Task requirements –
From the first line to the last, write out the data below exactly.

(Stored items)
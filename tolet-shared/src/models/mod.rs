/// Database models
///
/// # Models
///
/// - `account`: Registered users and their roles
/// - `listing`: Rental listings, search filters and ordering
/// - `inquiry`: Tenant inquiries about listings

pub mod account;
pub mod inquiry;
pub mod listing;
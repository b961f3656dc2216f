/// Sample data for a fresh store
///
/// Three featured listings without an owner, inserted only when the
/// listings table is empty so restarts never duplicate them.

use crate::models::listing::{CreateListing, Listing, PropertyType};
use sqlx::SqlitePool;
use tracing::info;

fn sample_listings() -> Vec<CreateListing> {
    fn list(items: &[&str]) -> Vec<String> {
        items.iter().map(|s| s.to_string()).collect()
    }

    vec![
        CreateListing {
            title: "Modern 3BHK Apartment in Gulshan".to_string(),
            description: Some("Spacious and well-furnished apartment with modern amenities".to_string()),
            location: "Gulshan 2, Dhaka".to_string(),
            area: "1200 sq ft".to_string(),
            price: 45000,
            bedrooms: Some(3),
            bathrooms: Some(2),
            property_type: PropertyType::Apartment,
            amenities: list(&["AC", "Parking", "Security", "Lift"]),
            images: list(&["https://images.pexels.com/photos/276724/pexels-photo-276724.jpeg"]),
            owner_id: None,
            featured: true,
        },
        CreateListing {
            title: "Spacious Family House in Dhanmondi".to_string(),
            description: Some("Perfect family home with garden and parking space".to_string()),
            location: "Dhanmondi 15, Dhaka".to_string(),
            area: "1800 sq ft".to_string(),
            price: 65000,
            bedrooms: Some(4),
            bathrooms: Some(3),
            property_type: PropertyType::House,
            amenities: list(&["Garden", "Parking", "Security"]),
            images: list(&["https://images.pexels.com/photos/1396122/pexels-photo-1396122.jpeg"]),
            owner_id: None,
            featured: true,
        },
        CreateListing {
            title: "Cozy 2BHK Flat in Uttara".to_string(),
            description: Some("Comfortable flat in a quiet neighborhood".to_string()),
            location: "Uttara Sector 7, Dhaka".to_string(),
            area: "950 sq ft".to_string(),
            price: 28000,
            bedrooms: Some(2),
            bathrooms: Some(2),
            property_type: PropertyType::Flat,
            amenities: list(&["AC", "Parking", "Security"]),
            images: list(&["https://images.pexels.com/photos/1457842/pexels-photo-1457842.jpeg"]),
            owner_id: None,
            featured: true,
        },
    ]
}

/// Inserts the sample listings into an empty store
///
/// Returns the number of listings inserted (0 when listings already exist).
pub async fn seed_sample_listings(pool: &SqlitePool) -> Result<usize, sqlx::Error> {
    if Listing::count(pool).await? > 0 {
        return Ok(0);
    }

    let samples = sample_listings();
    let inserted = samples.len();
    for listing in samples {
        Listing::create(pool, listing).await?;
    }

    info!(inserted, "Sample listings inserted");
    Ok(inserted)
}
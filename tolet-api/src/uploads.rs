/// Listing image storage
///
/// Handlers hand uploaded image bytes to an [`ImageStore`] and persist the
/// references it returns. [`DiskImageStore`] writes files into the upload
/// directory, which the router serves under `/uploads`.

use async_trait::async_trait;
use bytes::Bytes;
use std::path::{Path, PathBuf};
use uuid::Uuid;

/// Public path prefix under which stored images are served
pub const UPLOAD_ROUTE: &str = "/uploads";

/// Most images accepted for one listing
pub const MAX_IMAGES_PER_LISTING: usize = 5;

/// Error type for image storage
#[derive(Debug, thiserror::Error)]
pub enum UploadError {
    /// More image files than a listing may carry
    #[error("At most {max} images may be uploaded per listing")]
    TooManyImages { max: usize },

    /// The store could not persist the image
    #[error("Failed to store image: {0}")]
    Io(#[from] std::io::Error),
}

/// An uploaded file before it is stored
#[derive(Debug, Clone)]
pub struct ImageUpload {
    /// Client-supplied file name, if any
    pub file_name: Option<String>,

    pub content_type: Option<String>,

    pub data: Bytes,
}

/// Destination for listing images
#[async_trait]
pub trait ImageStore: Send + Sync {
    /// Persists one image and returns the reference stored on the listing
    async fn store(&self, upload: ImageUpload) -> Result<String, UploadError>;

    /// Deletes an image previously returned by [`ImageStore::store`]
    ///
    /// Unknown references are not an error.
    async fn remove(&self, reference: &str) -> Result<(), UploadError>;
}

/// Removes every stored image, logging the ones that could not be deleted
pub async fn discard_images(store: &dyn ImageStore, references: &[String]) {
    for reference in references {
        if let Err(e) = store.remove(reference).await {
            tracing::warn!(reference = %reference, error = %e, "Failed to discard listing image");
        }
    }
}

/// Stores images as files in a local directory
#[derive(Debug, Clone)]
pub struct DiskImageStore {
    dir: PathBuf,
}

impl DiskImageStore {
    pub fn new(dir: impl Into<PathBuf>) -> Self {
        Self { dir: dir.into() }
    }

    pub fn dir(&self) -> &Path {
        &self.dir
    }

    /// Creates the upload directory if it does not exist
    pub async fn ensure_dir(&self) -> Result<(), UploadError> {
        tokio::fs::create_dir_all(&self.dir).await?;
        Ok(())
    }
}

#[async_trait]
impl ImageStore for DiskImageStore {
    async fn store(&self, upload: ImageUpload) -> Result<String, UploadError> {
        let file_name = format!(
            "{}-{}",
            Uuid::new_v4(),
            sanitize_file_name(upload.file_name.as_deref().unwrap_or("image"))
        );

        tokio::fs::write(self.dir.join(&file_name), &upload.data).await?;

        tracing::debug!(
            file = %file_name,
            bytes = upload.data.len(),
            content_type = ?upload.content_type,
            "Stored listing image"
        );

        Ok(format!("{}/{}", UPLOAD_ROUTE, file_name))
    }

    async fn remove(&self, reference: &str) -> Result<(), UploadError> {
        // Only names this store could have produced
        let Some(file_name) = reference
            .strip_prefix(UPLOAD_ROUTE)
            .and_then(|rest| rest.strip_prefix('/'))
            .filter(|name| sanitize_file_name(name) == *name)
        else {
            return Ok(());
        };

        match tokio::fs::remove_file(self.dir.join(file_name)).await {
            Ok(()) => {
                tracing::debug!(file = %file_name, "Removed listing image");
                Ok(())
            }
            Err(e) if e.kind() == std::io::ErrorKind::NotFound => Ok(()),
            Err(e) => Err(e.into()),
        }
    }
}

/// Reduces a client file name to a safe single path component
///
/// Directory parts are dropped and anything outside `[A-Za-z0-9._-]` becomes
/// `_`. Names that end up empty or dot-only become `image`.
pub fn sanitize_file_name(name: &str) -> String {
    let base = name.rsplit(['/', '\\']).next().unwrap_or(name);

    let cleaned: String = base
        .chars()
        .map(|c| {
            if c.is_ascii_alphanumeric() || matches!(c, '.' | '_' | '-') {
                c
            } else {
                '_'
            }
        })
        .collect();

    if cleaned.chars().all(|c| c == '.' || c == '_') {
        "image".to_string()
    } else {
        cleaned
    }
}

Task result –
filename tolet-shared/src/models/mod.rs
/// Database models
///
/// # Models
///
/// - `account`: Registered users and their roles
/// - `listing`: Rental listings, search filters and ordering
/// - `inquiry`: Tenant inquiries about listings

pub mod account;
pub mod inquiry;
pub mod listing;
repository b961f3656dc2216f
/// Sample data for a fresh store
///
/// Three featured listings without an owner, inserted only when the
/// listings table is empty so restarts never duplicate them.

use crate::models::listing::{CreateListing, Listing, PropertyType};
use sqlx::SqlitePool;
use tracing::info;

fn sample_listings() -> Vec<CreateListing> {
    fn list(items: &[&str]) -> Vec<String> {
        items.iter().map(|s| s.to_string()).collect()
    }

    vec![
        CreateListing {
            title: "Modern 3BHK Apartment in Gulshan".to_string(),
            description: Some("Spacious and well-furnished apartment with modern amenities".to_string()),
            location: "Gulshan 2, Dhaka".to_string(),
            area: "1200 sq ft".to_string(),
            price: 45000,
            bedrooms: Some(3),
            bathrooms: Some(2),
            property_type: PropertyType::Apartment,
            amenities: list(&["AC", "Parking", "Security", "Lift"]),
            images: list(&["https://images.pexels.com/photos/276724/pexels-photo-276724.jpeg"]),
            owner_id: None,
            featured: true,
        },
        CreateListing {
            title: "Spacious Family House in Dhanmondi".to_string(),
            description: Some("Perfect family home with garden and parking space".to_string()),
            location: "Dhanmondi 15, Dhaka".to_string(),
            area: "1800 sq ft".to_string(),
            price: 65000,
            bedrooms: Some(4),
            bathrooms: Some(3),
            property_type: PropertyType::House,
            amenities: list(&["Garden", "Parking", "Security"]),
            images: list(&["https://images.pexels.com/photos/1396122/pexels-photo-1396122.jpeg"]),
            owner_id: None,
            featured: true,
        },
        CreateListing {
            title: "Cozy 2BHK Flat in Uttara".to_string(),
            description: Some("Comfortable flat in a quiet neighborhood".to_string()),
            location: "Uttara Sector 7, Dhaka".to_string(),
            area: "950 sq ft".to_string(),
            price: 28000,
            bedrooms: Some(2),
            bathrooms: Some(2),
            property_type: PropertyType::Flat,
            amenities: list(&["AC", "Parking", "Security"]),
            images: list(&["https://images.pexels.com/photos/1457842/pexels-photo-1457842.jpeg"]),
            owner_id: None,
            featured: true,
        },
    ]
}

/// Inserts the sample listings into an empty store
///
/// Returns the number of listings inserted (0 when listings already exist).
pub async fn seed_sample_listings(pool: &SqlitePool) -> Result<usize, sqlx::Error> {
    if Listing::count(pool).await? > 0 {
        return Ok(0);
    }

    let samples = sample_listings();
    let inserted = samples.len();
    for listing in samples {
        Listing::create(pool, listing).await?;
    }

    info!(inserted, "Sample listings inserted");
    Ok(inserted)
}
filename tolet-api/src/uploads.rs
/// Listing image storage
///
/// Handlers hand uploaded image bytes to an [`ImageStore`] and persist the
/// references it returns. [`DiskImageStore`] writes files into the upload
/// directory, which the router serves under `/uploads`.

use async_trait::async_trait;
use bytes::Bytes;
use std::path::{Path, PathBuf};
use uuid::Uuid;

/// Public path prefix under which stored images are served
pub const UPLOAD_ROUTE: &str = "/uploads";

/// Most images accepted for one listing
pub const MAX_IMAGES_PER_LISTING: usize = 5;

/// Error type for image storage
#[derive(Debug, thiserror::Error)]
pub enum UploadError {
    /// More image files than a listing may carry
    #[error("At most {max} images may be uploaded per listing")]
    TooManyImages { max: usize },

    /// The store could not persist the image
    #[error("Failed to store image: {0}")]
    Io(#[from] std::io::Error),
}

/// An uploaded file before it is stored
#[derive(Debug, Clone)]
pub struct ImageUpload {
    /// Client-supplied file name, if any
    pub file_name: Option<String>,

    pub content_type: Option<String>,

    pub data: Bytes,
}

/// Destination for listing images
#[async_trait]
pub trait ImageStore: Send + Sync {
    /// Persists one image and returns the reference stored on the listing
    async fn store(&self, upload: ImageUpload) -> Result<String, UploadError>;

    /// Deletes an image previously returned by [`ImageStore::store`]
    ///
    /// Unknown references are not an error.
    async fn remove(&self, reference: &str) -> Result<(), UploadError>;
}

/// Removes every stored image, logging the ones that could not be deleted
pub async fn discard_images(store: &dyn ImageStore, references: &[String]) {
    for reference in references {
        if let Err(e) = store.remove(reference).await {
            tracing::warn!(reference = %reference, error = %e, "Failed to discard listing image");
        }
    }
}

/// Stores images as files in a local directory
#[derive(Debug, Clone)]
pub struct DiskImageStore {
    dir: PathBuf,
}

impl DiskImageStore {
    pub fn new(dir: impl Into<PathBuf>) -> Self {
        Self { dir: dir.into() }
    }

    pub fn dir(&self) -> &Path {
        &self.dir
    }

    /// Creates the upload directory if it does not exist
    pub async fn ensure_dir(&self) -> Result<(), UploadError> {
        tokio::fs::create_dir_all(&self.dir).await?;
        Ok(())
    }
}

#[async_trait]
impl ImageStore for DiskImageStore {
    async fn store(&self, upload: ImageUpload) -> Result<String, UploadError> {
        let file_name = format!(
            "{}-{}",
            Uuid::new_v4(),
            sanitize_file_name(upload.file_name.as_deref().unwrap_or("image"))
        );

        tokio::fs::write(self.dir.join(&file_name), &upload.data).await?;

        tracing::debug!(
            file = %file_name,
            bytes = upload.data.len(),
            content_type = ?upload.content_type,
            "Stored listing image"
        );

        Ok(format!("{}/{}", UPLOAD_ROUTE, file_name))
    }

    async fn remove(&self, reference: &str) -> Result<(), UploadError> {
        // Only names this store could have produced
        let Some(file_name) = reference
            .strip_prefix(UPLOAD_ROUTE)
            .and_then(|rest| rest.strip_prefix('/'))
            .filter(|name| sanitize_file_name(name) == *name)
        else {
            return Ok(());
        };

        match tokio::fs::remove_file(self.dir.join(file_name)).await {
            Ok(()) => {
                tracing::debug!(file = %file_name, "Removed listing image");
                Ok(())
            }
            Err(e) if e.kind() == std::io::ErrorKind::NotFound => Ok(()),
            Err(e) => Err(e.into()),
        }
    }
}

/// Reduces a client file name to a safe single path component
///
/// Directory parts are dropped and anything outside `[A-Za-z0-9._-]` becomes
/// `_`. Names that end up empty or dot-only become `image`.
pub fn sanitize_file_name(name: &str) -> String {
    let base = name.rsplit(['/', '\\']).next().unwrap_or(name);

    let cleaned: String = base
        .chars()
        .map(|c| {
            if c.is_ascii_alphanumeric() || matches!(c, '.' | '_' | '-') {
                c
            } else {
                '_'
            }
        })
        .collect();

    if cleaned.chars().all(|c| c == '.' || c == '_') {
        "image".to_string()
    } else {
        cleaned
    }
}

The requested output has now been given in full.